I shall have much to say about these tenements hereafter. I will try to show in pictures that will help you to the understanding of it, how they injure the social fabric. Here I wish to remind you that that injury is yours as well as ours. An injury to one is the concern of all in a democracy like ours. You cannot have citizenship tainted at one end of the line and expect to keep it untainted at the other end. It works mischief both ways. Ignorance hurts the state in the man who groans under it, and in the man who enslaved his mind, who permitted and was responsible for the outrage. It is of no use to shut our eyes to it. The slum is a cancer that has long roots reaching the avenue as well as the alley. The consciousness, however vague, of having betrayed his brother, breeds hardness of heart in the betrayer, for which alms-giving does not atone.

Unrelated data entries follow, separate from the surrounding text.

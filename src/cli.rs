use clap::{Parser, Subcommand};
use std::path::PathBuf;

/// Option-chain proxy: fetches, normalizes and caches option chains from
/// the upstream exchange API and serves them over HTTP.
#[derive(Parser)]
#[command(name = "option-chain-proxy", version, about)]
pub struct Cli {
    /// TOML config file (defaults are used for anything it omits)
    #[arg(long, global = true, env = "OPTION_CHAIN_CONFIG")]
    pub config: Option<PathBuf>,

    /// Log level filter, e.g. "debug" or "option_chain_proxy=trace"
    #[arg(long, global = true)]
    pub log_level: Option<String>,

    #[command(subcommand)]
    pub command: Command,
}

#[derive(Subcommand)]
pub enum Command {
    /// Run the HTTP API
    Serve {
        /// Address to bind
        #[arg(long)]
        host: Option<String>,

        /// Port to bind
        #[arg(long)]
        port: Option<u16>,
    },

    /// Fetch one option chain and print it as JSON
    Chain {
        symbol: String,

        /// Only strikes with this expiry on either side (e.g. 25-Nov-2025)
        #[arg(long)]
        expiry: Option<String>,
    },

    /// Fetch several option chains concurrently and print the results as JSON
    Batch {
        #[arg(required = true)]
        symbols: Vec<String>,

        #[arg(long)]
        expiry: Option<String>,

        /// Maximum fetches in flight (defaults to the configured value)
        #[arg(long)]
        concurrency: Option<usize>,
    },

    /// Write an option chain as a side-by-side calls/puts CSV
    Download {
        symbol: String,

        #[arg(long)]
        expiry: Option<String>,

        /// Output path (default: SYMBOL_EXPIRY_optionchain.csv)
        #[arg(long, short = 'o')]
        output: Option<PathBuf>,
    },
}
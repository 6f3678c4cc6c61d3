use std::sync::Arc;

use axum::Json;
use axum::extract::{Path, Query, State};
use axum::http::header;
use axum::response::IntoResponse;

use crate::api::error::ApiError;
use crate::api::state::AppState;
use crate::api::types::ExpiryQuery;
use crate::chain::{ParsedChain, canonical_symbol, expiry_filter};
use crate::export::{chain_to_csv, download_filename};

/// Calls, puts, summary, underlying and expiry dates for one symbol.
pub async fn option_chain(
    State(state): State<AppState>,
    Path(symbol): Path<String>,
    Query(query): Query<ExpiryQuery>,
) -> Result<Json<Arc<ParsedChain>>, ApiError> {
    let symbol = path_symbol(&symbol)?;
    let chain = state
        .service
        .get_parsed_chain(&symbol, expiry_filter(query.expiry.as_deref()), None)
        .await?;
    Ok(Json(chain))
}

/// CSV attachment with calls and puts side by side.
pub async fn download_csv(
    State(state): State<AppState>,
    Path(symbol): Path<String>,
    Query(query): Query<ExpiryQuery>,
) -> Result<impl IntoResponse, ApiError> {
    let symbol = path_symbol(&symbol)?;
    let expiry = expiry_filter(query.expiry.as_deref());
    let chain = state.service.get_parsed_chain(&symbol, expiry, None).await?;
    let body = chain_to_csv(&chain)?;

    let disposition = format!("attachment; filename={}", download_filename(&symbol, expiry));
    Ok((
        [
            (header::CONTENT_TYPE, "text/csv".to_string()),
            (header::CONTENT_DISPOSITION, disposition),
        ],
        body,
    ))
}

fn path_symbol(raw: &str) -> Result<String, ApiError> {
    canonical_symbol(raw).ok_or_else(|| ApiError::BadRequest("symbol is blank".into()))
}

“Forgiveness to the injured doth belong,
He never forgives who did the wrong.”
Watch and you will find that, when the slum vote is most in evidence, careless wealth goes shooting on election day and lets the Republic go to the dogs. Well may the president make the slum an issue in his message! He is right, for citizenship is murdered there. And well may the Church put the redemption of the slum increasingly into its preaching and into its practice! It is angling for living men, not for dead ones. I spoke of pigsties. Tell me, what sense is there in a man’s sitting comfortably in his pew of a Sunday, inviting his soul with a view of the beautiful mansion he has engaged on high, and letting his brother below wallow in his slough the while? Do you think that bargain will stand? I do not. I think he runs a very excellent chance, when his race is over, of having to take his turn in the sty. We are brothers whether we own it or not, and you and I together have to carry the load which is of our making. Try you ever so hard, you cannot lay down your end, and neither can I, mine.